My dad is not the only source of strange childhood memories. My mother, a mathematician-turned-stay-at-home-mom, devised a rather strange system when it came to an allowance for my sister and me. I started getting an allowance at the age of four. This may seem young, but I figure if the kid is old enough to beg for candy while you’re waiting in line at the grocery store, they’re old enough to get a small allowance and waste their own money on the candy (coincidentally, I was about four when I turned to my dad and said “Commercials are lies, aren’t they?” Perhaps I had purchased something with my new allowance and found it didn’t live up to my expectations. Who knows?) Remember, it’s better for a kid to make small mistakes with a small amount of money early on rather than making big mistakes with a lot of money once they are out on their own. The allowance started out simple – one quarter a week for every year of age. We had to buy non-necessities, including toys, movie tickets and refreshments, in-state amusement park tickets, and desserts (soda counted as a dessert, by the way). In the summer, our allowance became $5 dollars so we could buy snacks at the snackbar at the pool. To prevent us from buying and eating tons of desserts, there was also a limit of three desserts a day, with Mom defining what quantity of any given food constituted a desert (six Thin Mints, 4 Tagalongs, 3 home-made cookies, 2 pieces of fudge, one bowl of ice cream, etc.). However, because part of the point appears to have been to limit our sugar intake, desserts
already in the house had to be purchased from Mom. This included home-baked goods like chocolate-chip cookies and mint peanut-butter fudge (yes, you read that flavor right. It’s the only flavor my mom likes that the candy industry hasn’t stolen. Shhhh!) There was a whole price structure:
Home-made cookies: 10 cents a cookie
Fudge: 25 cents a square
Soda: 25 cents a can (I also recall 10 cents a glass when taken from a 2-liter bottle)
Girl Scout cookies: each cookie was the cost of the box divided by the number of cookies – Thin Mints were cheapest at 6 cents a piece
Ice Cream – 50 cents a bowl maybe? Can’t remember. Didn’t have it quite as often.
Whenever company came over, I would get excited if for no other reason than dessert would be free that night. Christmas and birthdays meant free toys as well as toys we weren’t patient enough to save up for. Which brings me to savings.
Apparently, when I was little, I lost something important to me but did not have enough money to buy a replacement. I panicked and threw a fit and finally my Mom leant me the money, but ever since I have been a compulsive saver. I saved up for and purchased my Nintendo and a TV for my room (Nintendo came first and was stationed in the family room until I got the TV a couple of years later). Grandma’s Christmas and birthday checks helped, but most of the money was from saving my allowance.
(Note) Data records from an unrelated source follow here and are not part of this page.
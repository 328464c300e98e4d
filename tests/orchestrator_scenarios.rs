//! Scenarios 1, 2, 3, 5 from the testable-properties list: command-only image generation,
//! mixed-ignore stripping, the multi-tenant missing-tenant-id rejection, and idempotent replay.

mod common;

use airborne::airborne::auth::AuthMiddleware;
use airborne::airborne::errors::GatewayError;
use airborne::airborne::keys::InMemoryKeyRepository;
use airborne::airborne::orchestrator::{ChatOrchestrator, GenerateOutcome, GenerateRequest, InMemoryIdempotencyBackend};
use airborne::airborne::persistence::InMemoryPersistence;
use airborne::airborne::provider::ProviderAdapter;
use airborne::airborne::rate_limit::{InMemoryCounterBackend, RateLimiter};
use airborne::airborne::tenant::TenantRegistry;
use common::{sample_tenant, tenant_with_image_gen, FakeImageGenerator, RecordingAdapter};
use std::collections::HashMap;
use std::sync::Arc;
use std::time::Duration;

fn orchestrator_with(
    provider: Arc<RecordingAdapter>,
    image_generators: HashMap<String, Arc<dyn airborne::airborne::image_gen::ImageGenerator>>,
) -> (ChatOrchestrator<InMemoryCounterBackend>, Arc<InMemoryPersistence>) {
    let mut providers: HashMap<String, Arc<dyn ProviderAdapter>> = HashMap::new();
    providers.insert(provider.name.clone(), provider);
    let persistence = Arc::new(InMemoryPersistence::new());
    let orchestrator = ChatOrchestrator {
        providers,
        rate_limiter: Arc::new(RateLimiter::new(InMemoryCounterBackend::new(), "test-orch").disabled(true)),
        persistence: persistence.clone() as Arc<dyn airborne::airborne::persistence::PersistenceCollaborator>,
        idempotency: Arc::new(InMemoryIdempotencyBackend::new()),
        image_generators,
        rag: None,
    };
    (orchestrator, persistence)
}

#[tokio::test]
async fn command_only_image_skips_the_provider_and_persistence() {
    let provider = Arc::new(RecordingAdapter::ok("openai"));
    let mut image_generators: HashMap<String, Arc<dyn airborne::airborne::image_gen::ImageGenerator>> = HashMap::new();
    image_generators.insert("gemini".to_string(), Arc::new(FakeImageGenerator { provider: "gemini".to_string() }));
    let (orchestrator, persistence) = orchestrator_with(provider.clone(), image_generators);
    let tenant = tenant_with_image_gen("acme", "gemini");

    let req = GenerateRequest {
        tenant_id: "acme".to_string(),
        thread_id: "thread-1".to_string(),
        user_id: "user-1".to_string(),
        user_input: "/image a red cube".to_string(),
        image_triggers: vec!["/image".to_string()],
        request_id: Some("req-1".to_string()),
        ..Default::default()
    };

    let outcome = orchestrator.generate(req, &tenant).await.unwrap();
    let response = match outcome {
        GenerateOutcome::Fresh(r) => r,
        GenerateOutcome::Cached(_) => panic!("expected a fresh response"),
    };

    assert_eq!(response.text, "");
    assert_eq!(response.images.len(), 1);
    assert_eq!(response.images[0].alt_text, "a red cube");
    assert!(provider.calls.lock().unwrap().is_empty(), "no LLM call should happen for an image-only turn");
    assert!(persistence.turns_for("thread-1").is_empty(), "no assistant text turn should be persisted");
}

#[tokio::test]
async fn mixed_ignore_strips_the_tagged_line_before_reaching_the_provider() {
    let provider = Arc::new(RecordingAdapter::ok("openai"));
    let (orchestrator, _persistence) = orchestrator_with(provider.clone(), HashMap::new());
    let tenant = sample_tenant("acme", &["openai"]);

    let req = GenerateRequest {
        tenant_id: "acme".to_string(),
        thread_id: "thread-1".to_string(),
        user_id: "user-1".to_string(),
        user_input: "Hello\n/ignore secret\nWorld".to_string(),
        request_id: Some("req-2".to_string()),
        ..Default::default()
    };

    orchestrator.generate(req, &tenant).await.unwrap();

    let calls = provider.calls.lock().unwrap();
    assert_eq!(calls.as_slice(), ["Hello\nWorld".to_string()]);
}

#[tokio::test]
async fn multi_tenant_missing_tenant_id_is_rejected_before_any_provider_call() {
    let keys = airborne::airborne::keys::KeyStore::new(InMemoryKeyRepository::new());
    let limiter = RateLimiter::new(InMemoryCounterBackend::new(), "test-auth");
    let tenants = Arc::new(
        TenantRegistry::from_configs(vec![sample_tenant("acme", &["openai"]), sample_tenant("globex", &["openai"])]).unwrap(),
    );
    let middleware = AuthMiddleware::new(keys, limiter, tenants);

    let (cleartext, _) = middleware
        .keys
        .issue_key(
            "agent",
            [airborne::airborne::keys::Permission::Chat].into_iter().collect(),
            Default::default(),
            None,
            HashMap::new(),
        )
        .unwrap();
    let header = format!("Bearer {}", cleartext);
    let context = middleware.authenticate(Some(&header), None, "req-3".to_string()).await.unwrap();

    let err = middleware.resolve_tenant(context, "").unwrap_err();
    assert_eq!(err.kind(), "invalid-argument");
    assert!(matches!(err, GatewayError::InvalidArgument(msg) if msg.contains("required")));
}

#[tokio::test]
async fn idempotent_replay_conflicts_then_serves_the_cached_response() {
    let provider = Arc::new(RecordingAdapter::ok_after("openai", Duration::from_millis(300)));
    let (orchestrator, _persistence) = orchestrator_with(provider.clone(), HashMap::new());
    let orchestrator = Arc::new(orchestrator);
    let tenant = sample_tenant("acme", &["openai"]);

    let build_req = || GenerateRequest {
        tenant_id: "acme".to_string(),
        thread_id: "thread-1".to_string(),
        user_id: "user-1".to_string(),
        user_input: "hello".to_string(),
        request_id: Some("req-dup".to_string()),
        ..Default::default()
    };

    let first_orchestrator = orchestrator.clone();
    let first_tenant = tenant.clone();
    let first = tokio::spawn(async move { first_orchestrator.generate(build_req(), &first_tenant).await });

    tokio::time::sleep(Duration::from_millis(100)).await;

    let second = orchestrator.generate(build_req(), &tenant).await;
    assert!(matches!(second, Err(GatewayError::Conflict(_))), "a duplicate in-flight request must conflict");

    let first_result = first.await.unwrap();
    assert!(first_result.is_ok(), "the original in-flight request must still succeed");

    let third = orchestrator.generate(build_req(), &tenant).await.unwrap();
    match third {
        GenerateOutcome::Cached(cached) => assert_eq!(cached.text, "ok"),
        GenerateOutcome::Fresh(_) => panic!("expected the replayed request to be served from the idempotency cache"),
    }

    assert_eq!(provider.call_count(), 1, "the provider must only ever be invoked once across the whole replay");
}
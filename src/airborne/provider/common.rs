//! Shared HTTP client and SSE parsing helpers reused by every concrete provider adapter.
//!
//! Grounded on the teacher's `clients/common.rs`: one pooled [`reqwest::Client`] behind a
//! `lazy_static`, plus the audit-capture style of returning the raw request/response JSON
//! alongside the parsed result so adapters can fill [`GenerateResult::raw_request`] /
//! `raw_response`.

use lazy_static::lazy_static;
use std::time::Duration;

lazy_static! {
    /// Shared HTTP client with persistent connection pooling, reused by every adapter so TLS
    /// sessions and DNS lookups stay warm across concurrent calls to the same upstream.
    static ref SHARED_HTTP_CLIENT: reqwest::Client = reqwest::ClientBuilder::new()
        .pool_idle_timeout(Some(Duration::from_secs(90)))
        .pool_max_idle_per_host(10)
        .tcp_keepalive(Some(Duration::from_secs(60)))
        .timeout(Duration::from_secs(300))
        .connect_timeout(Duration::from_secs(30))
        .build()
        .expect("failed to build shared HTTP client");
}

/// Borrow the lazily initialized shared [`reqwest::Client`].
pub fn shared_http_client() -> &'static reqwest::Client {
    &SHARED_HTTP_CLIENT
}

/// One decoded Server-Sent-Events frame: the event name (if present) and its data payload
/// (already stripped of the `data: ` prefix, newline-joined if the frame spanned multiple
/// `data:` lines).
#[derive(Debug, Clone)]
pub struct SseEvent {
    pub event: Option<String>,
    pub data: String,
}

/// Incremental SSE frame accumulator: feed raw bytes from a `bytes_stream()` chunk and drain
/// completed frames (terminated by a blank line) as they become available.
#[derive(Default)]
pub struct SseDecoder {
    buffer: String,
}

impl SseDecoder {
    pub fn new() -> Self {
        SseDecoder::default()
    }

    /// Feed a raw byte chunk and return any complete frames now available.
    pub fn feed(&mut self, bytes: &[u8]) -> Vec<SseEvent> {
        self.buffer.push_str(&String::from_utf8_lossy(bytes));
        let mut events = Vec::new();
        while let Some(pos) = self.buffer.find("\n\n") {
            let frame: String = self.buffer.drain(..pos + 2).collect();
            if let Some(event) = parse_frame(&frame) {
                events.push(event);
            }
        }
        events
    }
}

fn parse_frame(frame: &str) -> Option<SseEvent> {
    let mut event_name: Option<String> = None;
    let mut data_lines = Vec::new();
    for line in frame.lines() {
        if let Some(rest) = line.strip_prefix("event:") {
            event_name = Some(rest.trim().to_string());
        } else if let Some(rest) = line.strip_prefix("data:") {
            data_lines.push(rest.trim_start().to_string());
        }
    }
    if data_lines.is_empty() {
        return None;
    }
    Some(SseEvent {
        event: event_name,
        data: data_lines.join("\n"),
    })
}

#[cfg(test)]
mod tests {
    use super::*;

    #[test]
    fn decodes_single_frame_split_across_feeds() {
        let mut decoder = SseDecoder::new();
        assert!(decoder.feed(b"data: {\"a\":1}").is_empty());
        let events = decoder.feed(b"\n\n");
        assert_eq!(events.len(), 1);
        assert_eq!(events[0].data, "{\"a\":1}");
    }

    #[test]
    fn decodes_multiple_frames_in_one_feed() {
        let mut decoder = SseDecoder::new();
        let events = decoder.feed(b"data: one\n\ndata: two\n\n");
        assert_eq!(events.len(), 2);
        assert_eq!(events[0].data, "one");
        assert_eq!(events[1].data, "two");
    }

    #[test]
    fn captures_event_name() {
        let mut decoder = SseDecoder::new();
        let events = decoder.feed(b"event: completion\ndata: done\n\n");
        assert_eq!(events[0].event.as_deref(), Some("completion"));
    }

    #[test]
    fn ignores_frames_without_data() {
        let mut decoder = SseDecoder::new();
        let events = decoder.feed(b": heartbeat\n\n");
        assert!(events.is_empty());
    }
}
//! Extractor (§4.10): `Extract(bytes, filename, mime) -> {text, page_count, metadata}`. Plain
//! text and markdown pass through unchanged. Other formats are delegated to an external
//! conversion service (multipart/form-data, `from`/`to=plain`); the URL is C6-validated with a
//! safe fallback if unreachable. Unknown formats fall back to reading as plain text with a
//! `fallback=true` marker.

use crate::airborne::url_validator;
use reqwest::multipart;
use std::collections::HashMap;

#[derive(Debug, Clone)]
pub struct ExtractResult {
    pub text: String,
    pub page_count: u32,
    pub metadata: HashMap<String, String>,
}

fn is_passthrough(mime: &str, filename: &str) -> bool {
    mime.starts_with("text/plain")
        || mime == "text/markdown"
        || filename.ends_with(".txt")
        || filename.ends_with(".md")
}

fn lossy_text_fallback(bytes: &[u8]) -> ExtractResult {
    let mut metadata = HashMap::new();
    metadata.insert("fallback".to_string(), "true".to_string());
    ExtractResult {
        text: String::from_utf8_lossy(bytes).into_owned(),
        page_count: 1,
        metadata,
    }
}

/// Extract `text`/`page_count`/`metadata` from `bytes`, delegating non-plain formats to the
/// conversion service at `conversion_service_url` when one is configured.
pub async fn extract(
    bytes: &[u8],
    filename: &str,
    mime: &str,
    conversion_service_url: Option<&str>,
) -> ExtractResult {
    if is_passthrough(mime, filename) {
        return ExtractResult {
            text: String::from_utf8_lossy(bytes).into_owned(),
            page_count: 1,
            metadata: HashMap::new(),
        };
    }

    let Some(url) = conversion_service_url else {
        return lossy_text_fallback(bytes);
    };
    if url_validator::validate(url).is_err() {
        return lossy_text_fallback(bytes);
    }

    let client = crate::airborne::provider::common::shared_http_client();
    let part = multipart::Part::bytes(bytes.to_vec()).file_name(filename.to_string());
    let form = multipart::Form::new()
        .text("from", format_hint(mime, filename))
        .text("to", "plain")
        .part("file", part);

    match client.post(url).multipart(form).send().await {
        Ok(resp) if resp.status().is_success() => match resp.text().await {
            Ok(text) => ExtractResult { text, page_count: 1, metadata: HashMap::new() },
            Err(_) => lossy_text_fallback(bytes),
        },
        _ => lossy_text_fallback(bytes),
    }
}

fn format_hint(mime: &str, filename: &str) -> String {
    if let Some(ext) = filename.rsplit('.').next() {
        if ext != filename {
            return ext.to_string();
        }
    }
    mime.rsplit('/').next().unwrap_or(mime).to_string()
}

#[cfg(test)]
mod tests {
    use super::*;

    #[tokio::test]
    async fn plain_text_passes_through() {
        let result = extract(b"hello world", "notes.txt", "text/plain", None).await;
        assert_eq!(result.text, "hello world");
        assert!(!result.metadata.contains_key("fallback"));
    }

    #[tokio::test]
    async fn markdown_passes_through_by_extension() {
        let result = extract(b"# title", "readme.md", "application/octet-stream", None).await;
        assert_eq!(result.text, "# title");
    }

    #[tokio::test]
    async fn unknown_format_without_service_falls_back() {
        let result = extract(b"binary junk", "file.docx", "application/vnd.whatever", None).await;
        assert_eq!(result.metadata.get("fallback"), Some(&"true".to_string()));
    }

    #[tokio::test]
    async fn unreachable_conversion_service_falls_back_safely() {
        let result = extract(
            b"binary junk",
            "file.docx",
            "application/vnd.whatever",
            Some("http://127.0.0.1:1/convert"),
        )
        .await;
        assert_eq!(result.metadata.get("fallback"), Some(&"true".to_string()));
    }

    #[test]
    fn format_hint_prefers_extension() {
        assert_eq!(format_hint("application/octet-stream", "report.docx"), "docx");
        assert_eq!(format_hint("application/pdf", "noext"), "pdf");
    }
}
My mother started to realize that my sister was not developing nearly the level of savings habits that I was. So when she upped our allowance and added clothes to the list of things we had to buy ourselves, she created a budget. Half of each week’s allowance had to be set aside for clothes. Fifty cents was for offering at church (Tithe? Methodists don’t tithe!). I think there was at least a dollar or so we were suppose to save for gifts to friends and family. This kept either of us from spending all of our allowance on non-necessities only to find we had ten dollars to buy a season’s worth of wardrobe with. Even K-Mart ain’t that cheap.
These days, my sister still spends money more freely than I do, but she’s way better at saving than many of her friends. While her peers beg their parents for spending money, she’s paying for part of a trip to India that she is taking starting next week with money she saved from her job. My parents are paying the rest. (It’s college-related. My parents were kind enough to pay for both of our college educations. Nice, eh, what?) My parents hear their friends complain about how their kids want $90 shoes or refuse to buy anything off the “Sale” rack. “How is this a problem?” my dad says. “If they want it, they can buy it themselves.” So spoiled by us, my parents are. :)
Now, not everyone can afford to give their kids an allowance. But I think allowances are important for the middle-class and upper-class kids who have everything provided for them, particularly if their parents have trouble saying “no” and meaning it. It’s more difficult to gauge the value of money when the supply seems endless or at least dependent only on how much you whine.